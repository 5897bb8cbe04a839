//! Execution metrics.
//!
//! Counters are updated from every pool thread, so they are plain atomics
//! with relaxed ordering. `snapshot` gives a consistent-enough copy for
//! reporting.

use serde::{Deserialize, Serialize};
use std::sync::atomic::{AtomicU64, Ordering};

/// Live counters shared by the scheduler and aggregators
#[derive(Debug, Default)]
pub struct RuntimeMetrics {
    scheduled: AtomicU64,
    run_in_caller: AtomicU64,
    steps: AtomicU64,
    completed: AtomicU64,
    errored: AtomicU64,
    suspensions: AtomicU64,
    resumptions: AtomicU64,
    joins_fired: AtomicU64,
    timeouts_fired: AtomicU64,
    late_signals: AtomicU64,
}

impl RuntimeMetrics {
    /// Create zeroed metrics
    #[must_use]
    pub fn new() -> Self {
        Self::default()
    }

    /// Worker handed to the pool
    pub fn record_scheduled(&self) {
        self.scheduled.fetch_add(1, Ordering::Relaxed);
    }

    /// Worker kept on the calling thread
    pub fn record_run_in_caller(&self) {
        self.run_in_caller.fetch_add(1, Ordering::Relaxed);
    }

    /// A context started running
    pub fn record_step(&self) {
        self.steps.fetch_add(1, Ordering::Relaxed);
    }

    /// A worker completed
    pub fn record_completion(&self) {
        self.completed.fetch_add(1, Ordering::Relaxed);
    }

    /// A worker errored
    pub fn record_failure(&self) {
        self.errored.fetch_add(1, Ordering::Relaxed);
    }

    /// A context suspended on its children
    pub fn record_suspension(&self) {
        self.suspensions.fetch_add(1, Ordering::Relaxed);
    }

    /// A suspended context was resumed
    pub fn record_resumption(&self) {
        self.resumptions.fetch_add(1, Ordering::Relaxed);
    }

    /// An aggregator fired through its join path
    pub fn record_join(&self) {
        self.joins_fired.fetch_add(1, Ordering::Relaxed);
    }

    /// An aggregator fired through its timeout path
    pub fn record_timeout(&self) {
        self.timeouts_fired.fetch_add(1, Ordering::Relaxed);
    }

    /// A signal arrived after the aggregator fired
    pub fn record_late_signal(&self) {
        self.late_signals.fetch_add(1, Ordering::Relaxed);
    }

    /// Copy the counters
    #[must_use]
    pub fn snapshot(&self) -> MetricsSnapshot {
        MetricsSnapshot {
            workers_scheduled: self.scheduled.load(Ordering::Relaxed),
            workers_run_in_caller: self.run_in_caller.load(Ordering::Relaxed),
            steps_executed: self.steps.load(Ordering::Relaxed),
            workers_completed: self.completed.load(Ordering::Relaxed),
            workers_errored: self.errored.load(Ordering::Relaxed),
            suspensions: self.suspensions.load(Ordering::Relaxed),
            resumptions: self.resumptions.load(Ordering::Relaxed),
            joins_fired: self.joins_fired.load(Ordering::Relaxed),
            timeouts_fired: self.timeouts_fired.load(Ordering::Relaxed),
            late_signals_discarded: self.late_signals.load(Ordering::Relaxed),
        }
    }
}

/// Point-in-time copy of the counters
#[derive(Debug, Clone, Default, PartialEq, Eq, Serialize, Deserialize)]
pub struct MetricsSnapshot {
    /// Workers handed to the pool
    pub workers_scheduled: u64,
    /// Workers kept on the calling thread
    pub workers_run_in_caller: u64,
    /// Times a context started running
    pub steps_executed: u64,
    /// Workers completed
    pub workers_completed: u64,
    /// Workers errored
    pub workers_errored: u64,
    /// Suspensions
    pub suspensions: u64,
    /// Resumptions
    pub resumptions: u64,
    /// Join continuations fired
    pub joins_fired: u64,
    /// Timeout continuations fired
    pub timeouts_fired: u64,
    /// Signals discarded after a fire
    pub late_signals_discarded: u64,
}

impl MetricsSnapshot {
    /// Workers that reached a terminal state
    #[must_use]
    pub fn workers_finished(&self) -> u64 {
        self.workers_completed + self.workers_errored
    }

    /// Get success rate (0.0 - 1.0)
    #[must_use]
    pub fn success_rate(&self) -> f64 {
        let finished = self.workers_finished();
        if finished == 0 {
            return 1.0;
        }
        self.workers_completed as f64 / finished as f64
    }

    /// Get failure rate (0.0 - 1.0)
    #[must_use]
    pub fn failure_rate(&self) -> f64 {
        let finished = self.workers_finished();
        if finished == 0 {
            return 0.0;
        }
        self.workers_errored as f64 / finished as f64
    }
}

WHAT THIS TASK INVOLVES - The lines needed are the ones from the first line of the entries through the line that contains "pub fn record_timeout(&self)", given again without any change.

SOLUTION TO THIS TASK -
repository 5897bb8cbe04a839
//! Execution metrics.
//!
//! Counters are updated from every pool thread, so they are plain atomics
//! with relaxed ordering. `snapshot` gives a consistent-enough copy for
//! reporting.

use serde::{Deserialize, Serialize};
use std::sync::atomic::{AtomicU64, Ordering};

/// Live counters shared by the scheduler and aggregators
#[derive(Debug, Default)]
pub struct RuntimeMetrics {
    scheduled: AtomicU64,
    run_in_caller: AtomicU64,
    steps: AtomicU64,
    completed: AtomicU64,
    errored: AtomicU64,
    suspensions: AtomicU64,
    resumptions: AtomicU64,
    joins_fired: AtomicU64,
    timeouts_fired: AtomicU64,
    late_signals: AtomicU64,
}

impl RuntimeMetrics {
    /// Create zeroed metrics
    #[must_use]
    pub fn new() -> Self {
        Self::default()
    }

    /// Worker handed to the pool
    pub fn record_scheduled(&self) {
        self.scheduled.fetch_add(1, Ordering::Relaxed);
    }

    /// Worker kept on the calling thread
    pub fn record_run_in_caller(&self) {
        self.run_in_caller.fetch_add(1, Ordering::Relaxed);
    }

    /// A context started running
    pub fn record_step(&self) {
        self.steps.fetch_add(1, Ordering::Relaxed);
    }

    /// A worker completed
    pub fn record_completion(&self) {
        self.completed.fetch_add(1, Ordering::Relaxed);
    }

    /// A worker errored
    pub fn record_failure(&self) {
        self.errored.fetch_add(1, Ordering::Relaxed);
    }

    /// A context suspended on its children
    pub fn record_suspension(&self) {
        self.suspensions.fetch_add(1, Ordering::Relaxed);
    }

    /// A suspended context was resumed
    pub fn record_resumption(&self) {
        self.resumptions.fetch_add(1, Ordering::Relaxed);
    }

    /// An aggregator fired through its join path
    pub fn record_join(&self) {
        self.joins_fired.fetch_add(1, Ordering::Relaxed);
    }

    /// An aggregator fired through its timeout path
    pub fn record_timeout(&self) {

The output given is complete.